Your objective >> Repeat the records below line by line, exactly, finishing on the line that contains "type Err = uuid::Error;".

Collected data:

= = = = = = =

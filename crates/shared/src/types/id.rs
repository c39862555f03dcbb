//! Typed IDs for type-safe entity references.
//!
//! Using typed IDs prevents accidentally passing a `UserId` where an
//! `AccountId` is expected.

use serde::{Deserialize, Serialize};
use uuid::Uuid;

/// Macro to generate typed ID wrappers.
macro_rules! typed_id {
    ($name:ident, $doc:expr) => {
        #[doc = $doc]
        #[derive(Debug, Clone, Copy, PartialEq, Eq, Hash, Serialize, Deserialize)]
        #[serde(transparent)]
        pub struct $name(pub Uuid);

        impl $name {
            /// Creates a new random ID using UUID v7 (time-ordered).
            #[must_use]
            pub fn new() -> Self {
                Self(Uuid::now_v7())
            }

            /// Creates an ID from an existing UUID.
            #[must_use]
            pub const fn from_uuid(uuid: Uuid) -> Self {
                Self(uuid)
            }

            /// Returns the inner UUID.
            #[must_use]
            pub const fn into_inner(self) -> Uuid {
                self.0
            }
        }

        impl Default for $name {
            fn default() -> Self {
                Self::new()
            }
        }

        impl std::fmt::Display for $name {
            fn fmt(&self, f: &mut std::fmt::Formatter<'_>) -> std::fmt::Result {
                write!(f, "{}", self.0)
            }
        }

        impl std::str::FromStr for $name {
            type Err = uuid::Error;

            fn from_str(s: &str) -> Result<Self, Self::Err> {
                Ok(Self(Uuid::parse_str(s)?))
            }
        }
    };
}

typed_id!(UserId, "Unique identifier for a user.");
typed_id!(OrganizationId, "Unique identifier for an organization.");
typed_id!(AccountId, "Unique identifier for an account.");
typed_id!(TransactionId, "Unique identifier for a transaction.");
typed_id!(SplitId, "Unique identifier for a transaction split.");
typed_id!(CategoryId, "Unique identifier for a spending category.");
typed_id!(VendorId, "Unique identifier for a vendor.");
//! Account repository for account database operations.

use rust_decimal::Decimal;
use sea_orm::{
    ActiveModelTrait, ColumnTrait, DatabaseConnection, EntityTrait, QueryFilter, QueryOrder, Set,
};
use uuid::Uuid;

use cashbook_core::ledger::LedgerError;
use cashbook_shared::types::{AccountId, OrganizationId};

use crate::entities::{accounts, sea_orm_active_enums::AccountType};

use super::error::StoreError;

/// Input for creating an account.
#[derive(Debug, Clone)]
pub struct CreateAccountInput {
    /// Account name.
    pub name: String,
    /// Account classification.
    pub account_type: AccountType,
    /// Starting balance.
    pub opening_balance: Decimal,
    /// Default fee applied to transactions that opt in.
    pub transaction_fee: Decimal,
    /// Whether the account is active.
    pub is_active: bool,
}

/// Account repository for CRUD operations.
#[derive(Debug, Clone)]
pub struct AccountRepository {
    db: DatabaseConnection,
}

impl AccountRepository {
    /// Creates a new account repository.
    #[must_use]
    pub const fn new(db: DatabaseConnection) -> Self {
        Self { db }
    }

    /// Creates a new account in the organization.
    ///
    /// # Errors
    ///
    /// Returns an error if the database operation fails.
    pub async fn create_account(
        &self,
        organization_id: OrganizationId,
        input: CreateAccountInput,
    ) -> Result<accounts::Model, StoreError> {
        let now = chrono::Utc::now().into();

        let account = accounts::ActiveModel {
            id: Set(Uuid::now_v7()),
            organization_id: Set(organization_id.into_inner()),
            name: Set(input.name),
            account_type: Set(input.account_type),
            balance: Set(input.opening_balance),
            transaction_fee: Set(input.transaction_fee),
            is_active: Set(input.is_active),
            created_at: Set(now),
            updated_at: Set(now),
        };

        let created = account.insert(&self.db).await?;
        tracing::info!(account_id = %created.id, "account created");
        Ok(created)
    }

    /// Gets an account by id, scoped to the organization.
    ///
    /// # Errors
    ///
    /// Returns `AccountNotFound` if the account does not exist or belongs
    /// to a different organization.
    pub async fn get_account(
        &self,
        organization_id: OrganizationId,
        account_id: AccountId,
    ) -> Result<accounts::Model, StoreError> {
        let account = accounts::Entity::find_by_id(account_id.into_inner())
            .filter(accounts::Column::OrganizationId.eq(organization_id.into_inner()))
            .one(&self.db)
            .await?
            .ok_or(LedgerError::AccountNotFound(account_id))?;

        Ok(account)
    }

    /// Lists the organization's accounts, ordered by name.
    ///
    /// # Errors
    ///
    /// Returns an error if the database query fails.
    pub async fn list_accounts(
        &self,
        organization_id: OrganizationId,
    ) -> Result<Vec<accounts::Model>, StoreError> {
        let accounts = accounts::Entity::find()
            .filter(accounts::Column::OrganizationId.eq(organization_id.into_inner()))
            .order_by_asc(accounts::Column::Name)
            .all(&self.db)
            .await?;

        Ok(accounts)
    }
}
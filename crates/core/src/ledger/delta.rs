//! Balance mutation engine.
//!
//! Computes the signed balance deltas a transaction applies to its source
//! (and, for transfers, destination) account. Every mutation path in the
//! system goes through [`TransactionEffect`]: creation applies an effect,
//! deletion applies its exact negation, and an edit applies the negation of
//! the previous state's effect followed by the new state's effect.

use rust_decimal::Decimal;

use cashbook_shared::types::AccountId;

use super::error::LedgerError;
use super::types::{TransactionKind, TransactionState};

/// Resolves the fee a transaction applies to its source account.
///
/// The explicit caller fee wins over the account's configured default;
/// no fee applies at all unless `apply_fee` is set.
#[must_use]
pub fn resolve_fee(explicit: Option<Decimal>, account_default: Decimal, apply_fee: bool) -> Decimal {
    if apply_fee {
        explicit.unwrap_or(account_default)
    } else {
        Decimal::ZERO
    }
}

/// The signed balance deltas one transaction applies to its accounts.
#[derive(Debug, Clone, PartialEq, Eq)]
pub struct TransactionEffect {
    /// The source account.
    pub source_account_id: AccountId,
    /// Signed delta applied to the source balance.
    pub source_delta: Decimal,
    /// Destination account and its signed delta (transfers only).
    pub destination: Option<(AccountId, Decimal)>,
}

impl TransactionEffect {
    /// Computes the effect of a transaction.
    ///
    /// `amount` and `fee` are non-negative magnitudes; `fee` is the fee
    /// actually applied (zero when fees are off — see [`resolve_fee`]).
    ///
    /// | kind     | source delta      | destination delta |
    /// |----------|-------------------|-------------------|
    /// | income   | `+amount - fee`   | none              |
    /// | expense  | `-amount - fee`   | none              |
    /// | transfer | `-amount - fee`   | `+amount`         |
    ///
    /// The fee never reaches the destination account.
    ///
    /// # Errors
    ///
    /// Returns a validation error for a negative amount or fee, a transfer
    /// without a destination or targeting its own source, or a non-transfer
    /// carrying a destination.
    pub fn compute(
        kind: TransactionKind,
        source_account_id: AccountId,
        destination_account_id: Option<AccountId>,
        amount: Decimal,
        fee: Decimal,
    ) -> Result<Self, LedgerError> {
        if amount < Decimal::ZERO {
            return Err(LedgerError::NegativeAmount);
        }
        if fee < Decimal::ZERO {
            return Err(LedgerError::NegativeFee);
        }

        match kind {
            TransactionKind::Income => {
                if destination_account_id.is_some() {
                    return Err(LedgerError::DestinationNotAllowed);
                }
                Ok(Self {
                    source_account_id,
                    source_delta: amount - fee,
                    destination: None,
                })
            }
            TransactionKind::Expense => {
                if destination_account_id.is_some() {
                    return Err(LedgerError::DestinationNotAllowed);
                }
                Ok(Self {
                    source_account_id,
                    source_delta: -amount - fee,
                    destination: None,
                })
            }
            TransactionKind::Transfer => {
                let destination_id = destination_account_id
                    .ok_or(LedgerError::TransferMissingDestination)?;
                if destination_id == source_account_id {
                    return Err(LedgerError::TransferSameAccount);
                }
                Ok(Self {
                    source_account_id,
                    source_delta: -amount - fee,
                    destination: Some((destination_id, amount)),
                })
            }
        }
    }

    /// Computes the effect a persisted transaction applied when written.
    ///
    /// Uses the fee persisted on the row, never the account's current fee
    /// configuration, so reversal is exact even if the account default
    /// changed since.
    ///
    /// # Errors
    ///
    /// Returns a validation error if the persisted state is malformed.
    pub fn of_state(state: &TransactionState) -> Result<Self, LedgerError> {
        Self::compute(
            state.kind,
            state.account_id,
            state.destination_account_id,
            state.amount,
            state.effective_fee(),
        )
    }

    /// Returns the exact negation of this effect.
    #[must_use]
    pub fn reversed(&self) -> Self {
        Self {
            source_account_id: self.source_account_id,
            source_delta: -self.source_delta,
            destination: self.destination.map(|(id, delta)| (id, -delta)),
        }
    }

    /// Returns the per-account deltas of this effect, source first.
    #[must_use]
    pub fn account_deltas(&self) -> Vec<(AccountId, Decimal)> {
        let mut deltas = vec![(self.source_account_id, self.source_delta)];
        if let Some((id, delta)) = self.destination {
            deltas.push((id, delta));
        }
        deltas
    }
}

/// Folds a sequence of effects into net per-account deltas.
///
/// An account touched by several effects (e.g. the old and new state of an
/// edit, or a destination that becomes the source) nets to a single delta,
/// so the storage layer updates each balance exactly once. Ordering follows
/// first appearance, which keeps the result deterministic.
#[must_use]
pub fn fold_deltas(effects: &[TransactionEffect]) -> Vec<(AccountId, Decimal)> {
    let mut folded: Vec<(AccountId, Decimal)> = Vec::new();

    for effect in effects {
        for (account_id, delta) in effect.account_deltas() {
            match folded.iter_mut().find(|(id, _)| *id == account_id) {
                Some((_, existing)) => *existing += delta,
                None => folded.push((account_id, delta)),
            }
        }
    }

    folded
}
//! Reconciliation repository: read-only status summaries per account.

use rust_decimal::Decimal;
use sea_orm::{ColumnTrait, DatabaseConnection, EntityTrait, QueryFilter, QuerySelect};

use cashbook_core::ledger::{summarize, ReconciliationSummary};
use cashbook_shared::types::{AccountId, OrganizationId};

use crate::entities::{sea_orm_active_enums::TransactionStatus, transactions};

use super::error::StoreError;
use super::transaction::find_account;

/// Reconciliation repository for summary reads.
#[derive(Debug, Clone)]
pub struct ReconciliationRepository {
    db: DatabaseConnection,
}

impl ReconciliationRepository {
    /// Creates a new reconciliation repository.
    #[must_use]
    pub const fn new(db: DatabaseConnection) -> Self {
        Self { db }
    }

    /// Summarizes an account's transactions by status.
    ///
    /// Counts and amount totals per status group, plus an overall bucket
    /// equal to the sum of the three. Never mutates state.
    ///
    /// # Errors
    ///
    /// Returns `AccountNotFound` if the account does not exist or belongs
    /// to a different organization.
    pub async fn get_reconciliation_summary(
        &self,
        organization_id: OrganizationId,
        account_id: AccountId,
    ) -> Result<ReconciliationSummary, StoreError> {
        let account = find_account(&self.db, organization_id, account_id).await?;

        let rows: Vec<(TransactionStatus, Decimal)> = transactions::Entity::find()
            .select_only()
            .column(transactions::Column::Status)
            .column(transactions::Column::Amount)
            .filter(transactions::Column::AccountId.eq(account_id.into_inner()))
            .into_tuple()
            .all(&self.db)
            .await?;

        Ok(summarize(
            account_id,
            account.name,
            rows.into_iter().map(|(status, amount)| (status.into(), amount)),
        ))
    }
}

= = = = = = =

Answer box >>
filename crates/shared/src/types/id.rs
repository c39862555f03dcbb
//! Typed IDs for type-safe entity references.
//!
//! Using typed IDs prevents accidentally passing a `UserId` where an
//! `AccountId` is expected.

use serde::{Deserialize, Serialize};
use uuid::Uuid;

/// Macro to generate typed ID wrappers.
macro_rules! typed_id {
    ($name:ident, $doc:expr) => {
        #[doc = $doc]
        #[derive(Debug, Clone, Copy, PartialEq, Eq, Hash, Serialize, Deserialize)]
        #[serde(transparent)]
        pub struct $name(pub Uuid);

        impl $name {
            /// Creates a new random ID using UUID v7 (time-ordered).
            #[must_use]
            pub fn new() -> Self {
                Self(Uuid::now_v7())
            }

            /// Creates an ID from an existing UUID.
            #[must_use]
            pub const fn from_uuid(uuid: Uuid) -> Self {
                Self(uuid)
            }

            /// Returns the inner UUID.
            #[must_use]
            pub const fn into_inner(self) -> Uuid {
                self.0
            }
        }

        impl Default for $name {
            fn default() -> Self {
                Self::new()
            }
        }

        impl std::fmt::Display for $name {
            fn fmt(&self, f: &mut std::fmt::Formatter<'_>) -> std::fmt::Result {
                write!(f, "{}", self.0)
            }
        }

        impl std::str::FromStr for $name {
            type Err = uuid::Error;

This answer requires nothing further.